La qualità del latte materno

Nome: Anna
Età del bambino:
Sesso:
Comune: Marsala
Area tematica: Allattamento e divezzamento
Domanda: Buonasera, come faccio a capire se il mio latte basta per un coretto nutrimento della mia bambina? Nel primo mese è cresciuta 1,2 kg; nel secondo 0,700 kg e nel terzo appena 0,500 kg. Mi sembra, inoltre, che in certi giorni il mio latte non le basti, resta attaccata al seno, richiedendolo continuamente, ma dorme tranquilla tutta la notte e anche durante la giornata ed è sempre molto reattiva e giocosa, interagisce perfettamente con tutti noi in famiglia. Mi preoccupa solo quando, piangendo, sembra non saziarsi. Io, d'altro canto, proprio in quei momenti non sento "scendere il latte". Ho provato a integrare il mio latte con quello artificiale, ma ogni tentativo finisce in lacrime, rifiuti e biberon inutilmente riempiti! Il pediatra mi informa che ogni bambino dovrebbe raddoppiare il peso entro il quinto mese di vita, per cui mia figlia dovrebbe crescere di altri 600 gr. entro i prossimi due mesi e questo mi tranquillizza, ma la sensazione della poca produzione di latte mi preoccupa! Come faccio a capire quanto latte produco ed eventualmente cosa posso fare per produrne di più? Grazie
marina-cammisa pediatra - alimentazione bambini by coop

Dott.ssa Marina Cammisa

Pediatra

Gentile Valentina, la qualità del latte materno è uguale per buona parte del periodo dell’allattamento, si può modificare eventualmente la sua quantità ma per valutare questo ha come segno indiretto sia l’accrescimento di Anna che i suoi comportamenti. E anche i suoi comportamenti non sembrano molto quelli di una bimba che ha bisogno di aggiunte o sostituzioni con latte in formula.

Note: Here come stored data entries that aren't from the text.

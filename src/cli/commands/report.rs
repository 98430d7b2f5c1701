use super::{load_config, open_database, resolve_db_path, write_output_to_file};
use crate::auth::authorize_raw;
use crate::errors::AppResult;
use crate::stats::{format_report, OutputFormat, ReportRequest, StatsEngine};
use clap::Args;
use std::path::PathBuf;
use tracing::info;

/// Render a statistics report
#[derive(Args)]
pub struct ReportCommand {
    /// Data source: empty for all categories, a category name, or cms_php
    #[arg(long, default_value = "")]
    source: String,

    /// Report on recently updated installations only
    #[arg(long)]
    recent: bool,

    /// Raw-access token; a valid token returns unsanitised counts
    #[arg(long)]
    token: Option<String>,

    /// Database path (overrides config.toml)
    #[arg(long)]
    database_path: Option<PathBuf>,

    /// Output format (json, pretty or console)
    #[arg(long, default_value = "json")]
    format: String,

    /// Output file path (if not specified, outputs to stdout)
    #[arg(long, short = 'o')]
    output: Option<PathBuf>,
}

impl ReportCommand {
    pub fn run(&self) -> AppResult<()> {
        let app_config = load_config();

        let authorized_raw = authorize_raw(
            self.token.as_deref(),
            app_config.api.raw_token_sha256.as_deref(),
        );
        if self.token.is_some() && !authorized_raw {
            info!("Token rejected, serving sanitised report");
        }
        let request = ReportRequest::from_params(&self.source, self.recent, authorized_raw)?;

        let db_path = resolve_db_path(&self.database_path, &app_config);
        let database = open_database(&db_path, &app_config)?;
        let engine = StatsEngine::with_total_policy(app_config.reporting.total_policy);
        let response = engine.render(&database, &request)?;
        drop(database);

        let formatted = format_report(&response, OutputFormat::parse(&self.format))?;
        match &self.output {
            Some(path) => write_output_to_file(path, &formatted, "Report")?,
            None => println!("{}", formatted),
        }
        Ok(())
    }
}
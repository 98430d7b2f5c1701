use super::{load_config, open_database, resolve_db_path};
use crate::errors::AppResult;
use crate::snapshot::SnapshotWriter;
use crate::stats::{ReportRequest, StatsEngine};
use clap::Args;
use std::path::PathBuf;
use tracing::info;

/// Write a sanitised report snapshot to the snapshot directory
#[derive(Args)]
pub struct SnapshotCommand {
    /// Data source: empty for all categories, a category name, or cms_php
    #[arg(long, default_value = "")]
    source: String,

    /// Snapshot recently updated installations only
    #[arg(long)]
    recent: bool,

    /// Database path (overrides config.toml)
    #[arg(long)]
    database_path: Option<PathBuf>,

    /// Snapshot directory (overrides config.toml)
    #[arg(long)]
    directory: Option<PathBuf>,
}

impl SnapshotCommand {
    pub fn run(&self) -> AppResult<()> {
        let app_config = load_config();
        let request = ReportRequest::from_params(&self.source, self.recent, false)?;

        let db_path = resolve_db_path(&self.database_path, &app_config);
        let database = open_database(&db_path, &app_config)?;
        let response = StatsEngine::with_total_policy(app_config.reporting.total_policy)
            .render(&database, &request)?;
        drop(database);

        let directory = self
            .directory
            .clone()
            .unwrap_or_else(|| app_config.snapshot.directory.clone());
        let path = SnapshotWriter::new(directory).write(&response, &request)?;

        info!("Snapshot covers {} submissions", response.total);
        println!("Snapshot written to: {}", path.display());
        Ok(())
    }
}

La invito però a considerare una cosa: la crescita del bambino e la produzione di latte sono due fenomeni che si rincorrono per tutti i primi sei mesi di vita; quando il peso del bambino (o bambina, nel caso di Anna) richiede più latte, le poppate diventano più frequenti e più lunghe, e questo perché lo stimolo alla produzione del latte è appunto la suzione; mamma inizia a produrne di più, e le poppate tornano ad essere brevi e regolari …e così via. Dunque, le consiglio di continuare a far monitorare con frequenza, dal pediatra, la crescita di Anna, e nel frattempo di avere un po’ di pazienza accompagnata da una grande serenità, e di accontentare la bimba, attaccandola al seno tanto quanto Anna lo chiede. Le ho scritto di far monitorare la crescita dal pediatra, non perché non mi fidi di lei, ma perché a casa i genitori possono controllare solo la crescita in peso, dimenticando sia che i bambini crescono anche in lunghezza, sia che quasi mai crescita in peso e in lunghezza avvengono contemporaneamente: perciò non sarebbe per nulla strano trovare che una settimana Anna non sia cresciuta per niente di peso ma nel frattempo abbia guadagnato un centimetro in lunghezza. Se poi fosse davvero necessaria una aggiunta al suo latte può provare a somministrarlo anche con un cucchiaino se la piccola dovesse rifiutare il biberon. Per ciò che la riguarda è importante bere molto ed avere una alimentazione varia, senza eccessi. Alla base di tutto deve esserci un atteggiamento disteso, un ambiente tranquillo e la certezza che lei sta facendo del suo meglio.